§ WORK INSTRUCTION
Which lines in the records below contain the word "with"? Return each of them.

§ Collected data
——————————

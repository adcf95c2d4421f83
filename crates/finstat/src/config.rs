//! Configuration loaded from TOML with environment overrides.
//!
//! ```toml
//! [provider]
//! client_id = "..."
//! timeout_secs = 30
//!
//! [pipeline]
//! batch_limit = 50
//! report_period = "2018-12-31"
//!
//! [database]
//! path = "financial_statements.sqlite3"
//! ```
//!
//! Every field has a default. `FINSTAT_CLIENT_ID` and `FINSTAT_CLIENT_SECRET`
//! override the provider credentials.

use std::path::{Path, PathBuf};

use finstat_cninfo::{CnInfoConfig, CnInfoLayout};
use finstat_core::{FinstatError, Result};
use serde::{Deserialize, Serialize};
use tracing::debug;

use crate::pipeline::PipelineOptions;
use crate::price::PriceOptions;

/// Environment variable holding the provider client id.
pub const CLIENT_ID_VAR: &str = "FINSTAT_CLIENT_ID";
/// Environment variable holding the provider client secret.
pub const CLIENT_SECRET_VAR: &str = "FINSTAT_CLIENT_SECRET";

/// Database settings.
#[derive(Clone, Debug, PartialEq, Eq, Serialize, Deserialize)]
#[serde(default)]
pub struct DatabaseConfig {
    /// SQLite file path.
    pub path: PathBuf,
}

impl Default for DatabaseConfig {
    fn default() -> Self {
        Self {
            path: PathBuf::from("financial_statements.sqlite3"),
        }
    }
}

/// Name dictionary settings.
#[derive(Clone, Debug, PartialEq, Eq, Serialize, Deserialize)]
#[serde(default)]
pub struct DictionaryConfig {
    /// TOML file with the `[[income]]`, `[[balance]]` and `[[cash_flow]]` entries.
    pub path: PathBuf,
}

impl Default for DictionaryConfig {
    fn default() -> Self {
        Self {
            path: PathBuf::from("config/name_dictionary.toml"),
        }
    }
}

/// Top-level configuration.
#[derive(Clone, Debug, Default, Serialize, Deserialize)]
#[serde(default)]
pub struct FinstatConfig {
    /// Provider connection.
    pub provider: CnInfoConfig,
    /// Provider endpoints.
    pub layout: CnInfoLayout,
    /// Download run options.
    pub pipeline: PipelineOptions,
    /// Price lookup options.
    pub price: PriceOptions,
    /// Database location.
    pub database: DatabaseConfig,
    /// Name dictionary location.
    pub dictionary: DictionaryConfig,
}

impl FinstatConfig {
    /// Parses a configuration from TOML. Environment overrides are not applied.
    ///
    /// # Errors
    /// Returns an error if the TOML is malformed or a value is invalid.
    pub fn from_toml_str(s: &str) -> Result<Self> {
        let config: Self = toml::from_str(s).map_err(|e| FinstatError::Parse(e.to_string()))?;
        config.validate()?;
        Ok(config)
    }

    /// Loads a configuration file and applies environment overrides.
    ///
    /// # Errors
    /// Returns an error if the file cannot be read or parsed.
    pub fn load(path: impl AsRef<Path>) -> Result<Self> {
        let path = path.as_ref();
        let text = std::fs::read_to_string(path)
            .map_err(|e| FinstatError::Config(format!("{}: {e}", path.display())))?;
        let mut config = Self::from_toml_str(&text)?;
        config.apply_env();
        debug!(path = %path.display(), "Loaded configuration");
        Ok(config)
    }

    /// Defaults with environment overrides applied.
    #[must_use]
    pub fn from_env() -> Self {
        let mut config = Self::default();
        config.apply_env();
        config
    }

    /// Overrides the provider credentials from the environment.
    pub fn apply_env(&mut self) {
        self.apply_overrides(|key| std::env::var(key).ok());
    }

    fn apply_overrides(&mut self, lookup: impl Fn(&str) -> Option<String>) {
        if let Some(id) = lookup(CLIENT_ID_VAR).filter(|v| !v.is_empty()) {
            self.provider.client_id = id;
        }
        if let Some(secret) = lookup(CLIENT_SECRET_VAR).filter(|v| !v.is_empty()) {
            self.provider.client_secret = secret;
        }
    }

    /// Checks values that have no usable meaning.
    ///
    /// # Errors
    /// Returns [`FinstatError::Config`] for a zero batch limit or concurrency.
    pub fn validate(&self) -> Result<()> {
        if self.pipeline.batch_limit == 0 || self.price.batch_limit == 0 {
            return Err(FinstatError::Config("batch_limit must be positive".to_string()));
        }
        if self.pipeline.concurrency == 0 {
            return Err(FinstatError::Config("concurrency must be positive".to_string()));
        }
        Ok(())
    }

    /// Checks that provider credentials are present.
    ///
    /// # Errors
    /// Returns [`FinstatError::Config`] naming the variables to set.
    pub fn require_credentials(&self) -> Result<()> {
        if self.provider.client_id.is_empty() || self.provider.client_secret.is_empty() {
            return Err(FinstatError::Config(format!(
                "provider credentials missing; set {CLIENT_ID_VAR} and {CLIENT_SECRET_VAR}"
            )));
        }
        Ok(())
    }
}

#[cfg(test)]
mod tests {
    use super::*;
    use crate::merge::Alignment;

    #[test]
    fn defaults() {
        let config = FinstatConfig::default();
        assert_eq!(config.pipeline.batch_limit, 50);
        assert_eq!(config.pipeline.report_period, "2018-12-31");
        assert_eq!(config.pipeline.statement_table, "statement");
        assert_eq!(config.pipeline.alignment, Alignment::Complete);
        assert_eq!(config.layout.plate_type, "137002");
        assert!(config.require_credentials().is_err());
    }

    #[test]
    fn partial_toml_keeps_defaults() {
        let config = FinstatConfig::from_toml_str(
            r#"
            [provider]
            client_id = "id"
            client_secret = "secret"
            max_retries = 5

            [pipeline]
            concurrency = 8
            alignment = "outer"
            "#,
        )
        .unwrap();
        assert_eq!(config.provider.max_retries, 5);
        assert_eq!(config.provider.timeout_secs, 30);
        assert_eq!(config.pipeline.concurrency, 8);
        assert_eq!(config.pipeline.alignment, Alignment::Outer);
        assert_eq!(config.pipeline.batch_limit, 50);
        config.require_credentials().unwrap();
        assert!(!format!("{config:?}").contains("\"secret\""));
    }

    #[test]
    fn rejects_zero_limits() {
        let err = FinstatConfig::from_toml_str("[pipeline]\nbatch_limit = 0").unwrap_err();
        assert!(matches!(err, FinstatError::Config(_)));
        let err = FinstatConfig::from_toml_str("[pipeline]\nbatch_limit = \"many\"").unwrap_err();
        assert!(matches!(err, FinstatError::Parse(_)));
    }

    #[test]
    fn sample_files_parse() {
        let config =
            FinstatConfig::from_toml_str(include_str!("../../../config/finstat.sample.toml"))
                .unwrap();
        assert_eq!(config.price.max_rollback_days, 10);

        let dictionaries = finstat_core::DictionarySet::from_toml_str(include_str!(
            "../../../config/name_dictionary.toml"
        ))
        .unwrap();
        assert_eq!(dictionaries.income.rename("F035N"), Some("revenue"));
    }

    #[test]
    fn default_dictionary_path_is_shipped() {
        let sample =
            FinstatConfig::from_toml_str(include_str!("../../../config/finstat.sample.toml"))
                .unwrap();
        let default = DictionaryConfig::default();
        assert_eq!(sample.dictionary, default);

        let root = Path::new(env!("CARGO_MANIFEST_DIR")).join("../..");
        assert!(root.join(&default.path).is_file());
    }

    #[test]
    fn environment_overrides_credentials() {
        let mut config = FinstatConfig::default();
        config.apply_overrides(|key| match key {
            CLIENT_ID_VAR => Some("env-id".to_string()),
            CLIENT_SECRET_VAR => Some(String::new()),
            _ => None,
        });
        assert_eq!(config.provider.client_id, "env-id");
        assert_eq!(config.provider.client_secret, "");
    }
}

——————————

§ ANSWER FOR THIS EXERCISE
//! Configuration loaded from TOML with environment overrides.
    /// TOML file with the `[[income]]`, `[[balance]]` and `[[cash_flow]]` entries.
    /// Defaults with environment overrides applied.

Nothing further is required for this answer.